Content starts

use std::{path::PathBuf, process::ExitCode, time::Duration};

use clap::{Parser, Subcommand};
use delivery_client::{
    api::ApiClient,
    app_error::AppError,
    bootstrap, config,
    domain::{AccountType, Landing, Rating, summary::format_cents},
    flows::{self, deliveries::AdvanceOutcome},
    models::{Order, ProductId, RestaurantFilter, RestaurantId},
    session::{FileSessionStore, SessionStore},
};
use tracing::error;

/// Command line client for the delivery service.
#[derive(Debug, Parser)]
#[command(name = "delivery", version, about)]
struct Cli {
    /// Backend base URL. Falls back to `DELIVERY_API_URL`.
    #[arg(long, global = true, value_name = "url")]
    api_url: Option<String>,
    /// Session file. Falls back to `DELIVERY_SESSION_FILE`.
    #[arg(long, global = true, value_name = "path")]
    session_file: Option<PathBuf>,
    #[command(subcommand)]
    command: Command,
}

#[derive(Debug, Subcommand)]
enum Command {
    /// Log in and remember the session.
    Login { email: String, password: String },
    /// Forget the stored session.
    Logout,
    /// Choose which role a dual-role user acts as.
    Select { account_type: AccountType },
    /// Show or edit the active account.
    #[command(subcommand)]
    Account(AccountCommand),
    /// List restaurants.
    Restaurants {
        /// Minimum average rating.
        #[arg(long)]
        rating: Option<u8>,
        /// Price range, 1 to 3.
        #[arg(long)]
        price: Option<u8>,
    },
    /// Show a restaurant's menu.
    Menu { restaurant: RestaurantId },
    /// Place an order.
    Order {
        restaurant: RestaurantId,
        /// `product_id=quantity`, repeatable.
        #[arg(
            long = "item",
            value_name = "id=qty",
            value_parser = parse_item,
            required = true
        )]
        items: Vec<(ProductId, u32)>,
    },
    /// List your past orders.
    History,
    /// Rate the restaurant of a delivered order.
    Rate {
        order: u64,
        stars: u8,
        /// Seconds to wait before re-reading the restaurant average.
        #[arg(long, default_value_t = 4)]
        wait_secs: u64,
    },
    /// List every delivery.
    Deliveries,
    /// Courier views.
    #[command(subcommand)]
    Courier(CourierCommand),
}

#[derive(Debug, Subcommand)]
enum AccountCommand {
    Show,
    Update {
        #[arg(long)]
        email: Option<String>,
        #[arg(long)]
        phone: Option<String>,
    },
}

#[derive(Debug, Subcommand)]
enum CourierCommand {
    /// Orders assigned to you.
    Orders,
    /// Move an order one step towards delivered.
    Advance { order: u64 },
}

fn parse_item(raw: &str) -> Result<(ProductId, u32), String> {
    let (id, quantity) = raw
        .split_once('=')
        .ok_or_else(|| format!("expected id=qty, got {raw}"))?;
    let id = id
        .trim()
        .parse()
        .map_err(|error| format!("bad product id {id}: {error}"))?;
    let quantity = quantity
        .trim()
        .parse()
        .map_err(|error| format!("bad quantity {quantity}: {error}"))?;
    Ok((id, quantity))
}

fn print_order(order: &Order) {
    let rating = order
        .restaurant_rating
        .map_or_else(|| "not rated".to_string(), |stars| format!("{stars}/5"));
    println!(
        "#{} {} [{}] {} ({})",
        order.id,
        order.restaurant_name,
        order.status,
        format_cents(order.total_cost),
        rating
    );
    for item in &order.products {
        println!(
            "    {} x {} {}",
            item.quantity,
            item.product_name,
            format_cents(item.line_total())
        );
    }
}

async fn run(cli: Cli) -> Result<(), AppError> {
    let mut config = config::load()?;
    if let Some(api_url) = cli.api_url {
        config.api.base_url = api_url;
    }
    if let Some(path) = cli.session_file {
        config.session.path = path;
    }
    let client = ApiClient::from_config(&config.api)?;
    let store = FileSessionStore::new(config.session.path);
    let store: &dyn SessionStore = &store;

    match cli.command {
        Command::Login { email, password } => {
            match flows::login::login(&client, store, &email, &password).await? {
                Landing::AccountSelection => {
                    println!("Logged in. Choose an account: `delivery select customer|courier`.")
                }
                Landing::CustomerApp => println!("Logged in as customer."),
                Landing::CourierApp => println!("Logged in as courier."),
            }
        }
        Command::Logout => {
            flows::login::logout(store)?;
            println!("Logged out.");
        }
        Command::Select { account_type } => {
            flows::login::select_account(store, account_type)?;
            println!("Acting as {account_type}.");
        }
        Command::Account(AccountCommand::Show) => {
            let account = flows::account::load_account(&client, store).await?;
            println!("Account:       {}", account.account_type);
            println!("Login email:   {}", account.primary_email);
            println!("Contact email: {}", account.account_email);
            println!("Phone:         {}", account.account_phone);
        }
        Command::Account(AccountCommand::Update { email, phone }) => {
            let current = flows::account::load_account(&client, store).await?;
            let email = email.unwrap_or(current.account_email);
            let phone = phone.unwrap_or(current.account_phone);
            flows::account::update_account(&client, store, &email, &phone).await?;
            println!("Account updated.");
        }
        Command::Restaurants { rating, price } => {
            let filter = RestaurantFilter {
                id: None,
                rating,
                price_range: price,
            };
            for restaurant in flows::ordering::browse_restaurants(&client, &filter).await? {
                let rating = restaurant
                    .rating
                    .map_or_else(|| "-".to_string(), |stars| format!("{stars}/5"));
                println!(
                    "{:>3}  {:<24} {:<3} {}",
                    restaurant.id,
                    restaurant.name,
                    restaurant.price_label(),
                    rating
                );
            }
        }
        Command::Menu { restaurant } => {
            let menu = flows::ordering::load_menu(&client, restaurant).await?;
            if let Some(info) = &menu.restaurant {
                println!("{} ({})", info.name, info.price_label());
            }
            for product in &menu.products {
                println!(
                    "{:>3}  {:<28} {}",
                    product.id,
                    product.name,
                    format_cents(product.cost)
                );
            }
        }
        Command::Order { restaurant, items } => {
            let menu = flows::ordering::load_menu(&client, restaurant).await?;
            let mut cart = menu.cart();
            for (product_id, quantity) in items {
                cart.set_quantity(product_id, quantity);
            }
            let order = flows::ordering::place_order(&client, store, &cart, &menu.products).await?;
            println!("Order placed.");
            print_order(&order);
        }
        Command::History => {
            for order in flows::history::order_history(&client, store).await? {
                print_order(&order);
            }
        }
        Command::Rate {
            order,
            stars,
            wait_secs,
        } => {
            let rating = Rating::new(stars)?;
            let settle = Duration::from_secs(wait_secs);
            let outcome =
                flows::rating::rate_customer_order(&client, store, order, rating, settle).await?;
            println!("{}", outcome.message());
        }
        Command::Deliveries => {
            for delivery in flows::deliveries::all_deliveries(&client).await? {
                let courier = delivery
                    .courier_id
                    .map_or_else(|| "-".to_string(), |id| id.to_string());
                println!(
                    "#{} order #{} courier {} [{}]",
                    delivery.id, delivery.order_id, courier, delivery.status
                );
            }
        }
        Command::Courier(CourierCommand::Orders) => {
            for order in flows::deliveries::courier_orders(&client, store).await? {
                println!(
                    "#{} {} -> {} [{}]",
                    order.id,
                    order.restaurant_name,
                    flows::deliveries::drop_off_address(&order),
                    order.status
                );
            }
        }
        Command::Courier(CourierCommand::Advance { order }) => {
            match flows::deliveries::advance_delivery(&client, store, order).await? {
                AdvanceOutcome::Advanced { from, to } => {
                    println!("Order #{order} is now {to} (was {from}).")
                }
                AdvanceOutcome::AlreadyDelivered => {
                    println!("Order #{order} is already delivered.")
                }
                AdvanceOutcome::Unrecognised(status) => {
                    println!("Order #{order} has unknown status {status}; left unchanged.")
                }
            }
        }
    }
    Ok(())
}

#[tokio::main]
async fn main() -> ExitCode {
    bootstrap::init_env();
    bootstrap::init_tracing();

    let cli = Cli::parse();
    match run(cli).await {
        Ok(()) => ExitCode::SUCCESS,
        Err(err) => {
            error!("{:?}", err);
            eprintln!("{}", err.user_message());
            ExitCode::FAILURE
        }
    }
}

Content ends

The response should consist of every record above, reproduced exactly.

▸ **Written response**:
use std::{path::PathBuf, process::ExitCode, time::Duration};

use clap::{Parser, Subcommand};
use delivery_client::{
    api::ApiClient,
    app_error::AppError,
    bootstrap, config,
    domain::{AccountType, Landing, Rating, summary::format_cents},
    flows::{self, deliveries::AdvanceOutcome},
    models::{Order, ProductId, RestaurantFilter, RestaurantId},
    session::{FileSessionStore, SessionStore},
};
use tracing::error;

/// Command line client for the delivery service.
#[derive(Debug, Parser)]
#[command(name = "delivery", version, about)]
struct Cli {
    /// Backend base URL. Falls back to `DELIVERY_API_URL`.
    #[arg(long, global = true, value_name = "url")]
    api_url: Option<String>,
    /// Session file. Falls back to `DELIVERY_SESSION_FILE`.
    #[arg(long, global = true, value_name = "path")]
    session_file: Option<PathBuf>,
    #[command(subcommand)]
    command: Command,
}

#[derive(Debug, Subcommand)]
enum Command {
    /// Log in and remember the session.
    Login { email: String, password: String },
    /// Forget the stored session.
    Logout,
    /// Choose which role a dual-role user acts as.
    Select { account_type: AccountType },
    /// Show or edit the active account.
    #[command(subcommand)]
    Account(AccountCommand),
    /// List restaurants.
    Restaurants {
        /// Minimum average rating.
        #[arg(long)]
        rating: Option<u8>,
        /// Price range, 1 to 3.
        #[arg(long)]
        price: Option<u8>,
    },
    /// Show a restaurant's menu.
    Menu { restaurant: RestaurantId },
    /// Place an order.
    Order {
        restaurant: RestaurantId,
        /// `product_id=quantity`, repeatable.
        #[arg(
            long = "item",
            value_name = "id=qty",
            value_parser = parse_item,
            required = true
        )]
        items: Vec<(ProductId, u32)>,
    },
    /// List your past orders.
    History,
    /// Rate the restaurant of a delivered order.
    Rate {
        order: u64,
        stars: u8,
        /// Seconds to wait before re-reading the restaurant average.
        #[arg(long, default_value_t = 4)]
        wait_secs: u64,
    },
    /// List every delivery.
    Deliveries,
    /// Courier views.
    #[command(subcommand)]
    Courier(CourierCommand),
}

#[derive(Debug, Subcommand)]
enum AccountCommand {
    Show,
    Update {
        #[arg(long)]
        email: Option<String>,
        #[arg(long)]
        phone: Option<String>,
    },
}

#[derive(Debug, Subcommand)]
enum CourierCommand {
    /// Orders assigned to you.
    Orders,
    /// Move an order one step towards delivered.
    Advance { order: u64 },
}

fn parse_item(raw: &str) -> Result<(ProductId, u32), String> {
    let (id, quantity) = raw
        .split_once('=')
        .ok_or_else(|| format!("expected id=qty, got {raw}"))?;
    let id = id
        .trim()
        .parse()
        .map_err(|error| format!("bad product id {id}: {error}"))?;
    let quantity = quantity
        .trim()
        .parse()
        .map_err(|error| format!("bad quantity {quantity}: {error}"))?;
    Ok((id, quantity))
}

fn print_order(order: &Order) {
    let rating = order
        .restaurant_rating
        .map_or_else(|| "not rated".to_string(), |stars| format!("{stars}/5"));
    println!(
        "#{} {} [{}] {} ({})",
        order.id,
        order.restaurant_name,
        order.status,
        format_cents(order.total_cost),
        rating
    );
    for item in &order.products {
        println!(
            "    {} x {} {}",
            item.quantity,
            item.product_name,
            format_cents(item.line_total())
        );
    }
}

async fn run(cli: Cli) -> Result<(), AppError> {
    let mut config = config::load()?;
    if let Some(api_url) = cli.api_url {
        config.api.base_url = api_url;
    }
    if let Some(path) = cli.session_file {
        config.session.path = path;
    }
    let client = ApiClient::from_config(&config.api)?;
    let store = FileSessionStore::new(config.session.path);
    let store: &dyn SessionStore = &store;

    match cli.command {
        Command::Login { email, password } => {
            match flows::login::login(&client, store, &email, &password).await? {
                Landing::AccountSelection => {
                    println!("Logged in. Choose an account: `delivery select customer|courier`.")
                }
                Landing::CustomerApp => println!("Logged in as customer."),
                Landing::CourierApp => println!("Logged in as courier."),
            }
        }
        Command::Logout => {
            flows::login::logout(store)?;
            println!("Logged out.");
        }
        Command::Select { account_type } => {
            flows::login::select_account(store, account_type)?;
            println!("Acting as {account_type}.");
        }
        Command::Account(AccountCommand::Show) => {
            let account = flows::account::load_account(&client, store).await?;
            println!("Account:       {}", account.account_type);
            println!("Login email:   {}", account.primary_email);
            println!("Contact email: {}", account.account_email);
            println!("Phone:         {}", account.account_phone);
        }
        Command::Account(AccountCommand::Update { email, phone }) => {
            let current = flows::account::load_account(&client, store).await?;
            let email = email.unwrap_or(current.account_email);
            let phone = phone.unwrap_or(current.account_phone);
            flows::account::update_account(&client, store, &email, &phone).await?;
            println!("Account updated.");
        }
        Command::Restaurants { rating, price } => {
            let filter = RestaurantFilter {
                id: None,
                rating,
                price_range: price,
            };
            for restaurant in flows::ordering::browse_restaurants(&client, &filter).await? {
                let rating = restaurant
                    .rating
                    .map_or_else(|| "-".to_string(), |stars| format!("{stars}/5"));
                println!(
                    "{:>3}  {:<24} {:<3} {}",
                    restaurant.id,
                    restaurant.name,
                    restaurant.price_label(),
                    rating
                );
            }
        }
        Command::Menu { restaurant } => {
            let menu = flows::ordering::load_menu(&client, restaurant).await?;
            if let Some(info) = &menu.restaurant {
                println!("{} ({})", info.name, info.price_label());
            }
            for product in &menu.products {
                println!(
                    "{:>3}  {:<28} {}",
                    product.id,
                    product.name,
                    format_cents(product.cost)
                );
            }
        }
        Command::Order { restaurant, items } => {
            let menu = flows::ordering::load_menu(&client, restaurant).await?;
            let mut cart = menu.cart();
            for (product_id, quantity) in items {
                cart.set_quantity(product_id, quantity);
            }
            let order = flows::ordering::place_order(&client, store, &cart, &menu.products).await?;
            println!("Order placed.");
            print_order(&order);
        }
        Command::History => {
            for order in flows::history::order_history(&client, store).await? {
                print_order(&order);
            }
        }
        Command::Rate {
            order,
            stars,
            wait_secs,
        } => {
            let rating = Rating::new(stars)?;
            let settle = Duration::from_secs(wait_secs);
            let outcome =
                flows::rating::rate_customer_order(&client, store, order, rating, settle).await?;
            println!("{}", outcome.message());
        }
        Command::Deliveries => {
            for delivery in flows::deliveries::all_deliveries(&client).await? {
                let courier = delivery
                    .courier_id
                    .map_or_else(|| "-".to_string(), |id| id.to_string());
                println!(
                    "#{} order #{} courier {} [{}]",
                    delivery.id, delivery.order_id, courier, delivery.status
                );
            }
        }
        Command::Courier(CourierCommand::Orders) => {
            for order in flows::deliveries::courier_orders(&client, store).await? {
                println!(
                    "#{} {} -> {} [{}]",
                    order.id,
                    order.restaurant_name,
                    flows::deliveries::drop_off_address(&order),
                    order.status
                );
            }
        }
        Command::Courier(CourierCommand::Advance { order }) => {
            match flows::deliveries::advance_delivery(&client, store, order).await? {
                AdvanceOutcome::Advanced { from, to } => {
                    println!("Order #{order} is now {to} (was {from}).")
                }
                AdvanceOutcome::AlreadyDelivered => {
                    println!("Order #{order} is already delivered.")
                }
                AdvanceOutcome::Unrecognised(status) => {
                    println!("Order #{order} has unknown status {status}; left unchanged.")
                }
            }
        }
    }
    Ok(())
}

#[tokio::main]
async fn main() -> ExitCode {
    bootstrap::init_env();
    bootstrap::init_tracing();

    let cli = Cli::parse();
    match run(cli).await {
        Ok(()) => ExitCode::SUCCESS,
        Err(err) => {
            error!("{:?}", err);
            eprintln!("{}", err.user_message());
            ExitCode::FAILURE
        }
    }
}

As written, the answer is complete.